Adolfo Bioy Casares relata la tarde del fallecimiento de Jorge Luis Borges en Ginebra


«Después de almorzar en La Biela con Francis Korn, decidí ir hasta el kiosco de Ayacucho y Alvear para ver si tenía 'Un experimento con el tiempo'; quería un ejemplar de reserva.
Un individuo joven, con cara de pájaro, que después supe que era el autor de un estudió sobre las Eddad que me mandaron hace meses, me saludó y me dijo, como excusándose: "Hoy es un día especial". Cuando por segunda vez dijo esa frase, le pregunté "¿Por qué?". "Porque falleció Borges. Esta tarde murió en Ginebra", fueron sus exactas palabras. Seguí mi camino.
Pasé por el quiosco. Fui a otro de Callao y Quintana, sintiendo que eran mis primeros pasos en un mundo sin Borges. Que a pesar de verlo tan poco últimamente yo no había perdido la costumbre de pensar: «Tengo que contarle esto. Esto le va a gustar. Esto le va a parecer una estupidez». Pensé: «Nuestra vida transcurre por corredores entre biombos.
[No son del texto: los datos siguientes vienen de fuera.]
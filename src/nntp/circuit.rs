//! Per-server circuit breaker
//!
//! Guards a flaky downstream: `Closed` routes normally, `Open` skips the
//! server, `HalfOpen` admits exactly one probe after the cooldown.

use std::sync::Mutex;
use std::time::{Duration, Instant};

/// Observable breaker state
#[derive(Clone, Copy, Debug, PartialEq, Eq)]
pub enum CircuitState {
    /// Normal routing
    Closed,
    /// Server skipped until the cooldown elapses
    Open,
    /// One probe in flight; everyone else is skipped
    HalfOpen,
}

#[derive(Debug)]
enum Inner {
    Closed,
    Open { since: Instant },
    HalfOpen,
}

/// Circuit breaker with a consecutive-failure open threshold and a fixed
/// cooldown before a single half-open probe.
#[derive(Debug)]
pub struct CircuitBreaker {
    threshold: u32,
    cooldown: Duration,
    inner: Mutex<Inner>,
}

impl CircuitBreaker {
    /// Create a breaker that opens at `threshold` consecutive failures and
    /// admits a probe after `cooldown`.
    pub fn new(threshold: u32, cooldown: Duration) -> Self {
        Self {
            threshold: threshold.max(1),
            cooldown,
            inner: Mutex::new(Inner::Closed),
        }
    }

    /// Ask to route a request through this server.
    ///
    /// Returns false while the circuit is open (cooldown running) or while a
    /// half-open probe is already in flight. When the cooldown has elapsed,
    /// the first caller transitions to `HalfOpen` and becomes the probe.
    pub fn try_acquire(&self) -> bool {
        let mut inner = self.lock();
        match &*inner {
            Inner::Closed => true,
            Inner::Open { since } if since.elapsed() >= self.cooldown => {
                *inner = Inner::HalfOpen;
                true
            }
            Inner::Open { .. } => false,
            Inner::HalfOpen => false,
        }
    }

    /// Record a success-class outcome (data returned, or a definitive
    /// NotFound): closes the circuit.
    pub fn on_success(&self) {
        *self.lock() = Inner::Closed;
    }

    /// Record a failure with the server's current consecutive-failure count.
    ///
    /// A failed half-open probe re-opens with a fresh cooldown; a closed
    /// circuit opens once the threshold is reached.
    pub fn on_failure(&self, consecutive_failures: u32) {
        let mut inner = self.lock();
        match &*inner {
            Inner::HalfOpen => *inner = Inner::Open { since: Instant::now() },
            Inner::Closed if consecutive_failures >= self.threshold => {
                *inner = Inner::Open { since: Instant::now() };
            }
            _ => {}
        }
    }

    /// Current state (for stats and tests)
    pub fn state(&self) -> CircuitState {
        match &*self.lock() {
            Inner::Closed => CircuitState::Closed,
            Inner::Open { .. } => CircuitState::Open,
            Inner::HalfOpen => CircuitState::HalfOpen,
        }
    }

    fn lock(&self) -> std::sync::MutexGuard<'_, Inner> {
        // A poisoned breaker mutex means a panic mid-transition; the state is
        // a plain enum so continuing with it is safe.
        self.inner.lock().unwrap_or_else(|e| e.into_inner())
    }
}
Estamos cerca unos de otros, pero incomunicados. Cuando Borges me dijo por teléfono desde Ginebra que no iba a volver y se le quebró la voz y cortó, ¿cómo no entendí que estaba pensando en su muerte? Nunca la creemos tan cercana. La verdad es que actuamos como si fuéramos inmortales.
Quizá no pueda uno vivir de otra manera. Irse a morir a una ciudad lejana tal vez no sea tan inexplicable. Cuando me he sentido muy enfermo a veces deseé estar solo: como si la enfermedad y la muerte fueran vergonzosas, algo que uno quiere ocultar».